## Activity
From the first line to the last, write out the records exactly.

## Records for this task
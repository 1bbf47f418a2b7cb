//! Capability discovery from the MUXINFO register
//!
//! The mux reports its own geometry: how many ports it exposes and how
//! many alternate sources any port may have. Both values are clamped to
//! the hard limits before anything trusts them.

use crate::error::Result;
use crate::window::RegisterWindow;
use aximux_chip::{codec, regs};

/// Hardware-reported geometry of one mux instance, clamped.
#[derive(Debug, Clone, Copy, PartialEq, Eq)]
pub struct MuxCapability {
    /// Maximum alternates any port may have, at most 16.
    pub alt_signal_limit: u32,
    /// Number of ports the hardware exposes, at most 32.
    pub signal_count: u32,
}

impl MuxCapability {
    /// Read and clamp MUXINFO from a mapped window.
    ///
    /// # Errors
    ///
    /// Fails if the window is too small to hold the capability register.
    pub fn probe(window: &dyn RegisterWindow) -> Result<Self> {
        let raw = window.read_u32(regs::MUXINFO)?;
        let (alt_raw, count_raw) = codec::decode_capability(raw);
        let (alt_signal_limit, signal_count) = codec::clamp_capability(alt_raw, count_raw);

        if (alt_raw, count_raw) != (alt_signal_limit, signal_count) {
            tracing::debug!(
                "MUXINFO {raw:#010x} clamped: {count_raw}->{signal_count} signals, \
                 {alt_raw}->{alt_signal_limit} alternates"
            );
        }

        tracing::debug!(
            "MUXINFO {raw:#010x}: {signal_count} signals, up to {alt_signal_limit} alternates"
        );

        Ok(Self {
            alt_signal_limit,
            signal_count,
        })
    }
}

## Solution for this task
repository 1bbf47f418a2b7cb
//! Capability discovery from the MUXINFO register
//!
//! The mux reports its own geometry: how many ports it exposes and how
//! many alternate sources any port may have. Both values are clamped to
//! the hard limits before anything trusts them.

use crate::error::Result;
use crate::window::RegisterWindow;
use aximux_chip::{codec, regs};

/// Hardware-reported geometry of one mux instance, clamped.
#[derive(Debug, Clone, Copy, PartialEq, Eq)]
pub struct MuxCapability {
    /// Maximum alternates any port may have, at most 16.
    pub alt_signal_limit: u32,
    /// Number of ports the hardware exposes, at most 32.
    pub signal_count: u32,
}

impl MuxCapability {
    /// Read and clamp MUXINFO from a mapped window.
    ///
    /// # Errors
    ///
    /// Fails if the window is too small to hold the capability register.
    pub fn probe(window: &dyn RegisterWindow) -> Result<Self> {
        let raw = window.read_u32(regs::MUXINFO)?;
        let (alt_raw, count_raw) = codec::decode_capability(raw);
        let (alt_signal_limit, signal_count) = codec::clamp_capability(alt_raw, count_raw);

        if (alt_raw, count_raw) != (alt_signal_limit, signal_count) {
            tracing::debug!(
                "MUXINFO {raw:#010x} clamped: {count_raw}->{signal_count} signals, \
                 {alt_raw}->{alt_signal_limit} alternates"
            );
        }

        tracing::debug!(
            "MUXINFO {raw:#010x}: {signal_count} signals, up to {alt_signal_limit} alternates"
        );

        Ok(Self {
            alt_signal_limit,
            signal_count,
        })
    }
}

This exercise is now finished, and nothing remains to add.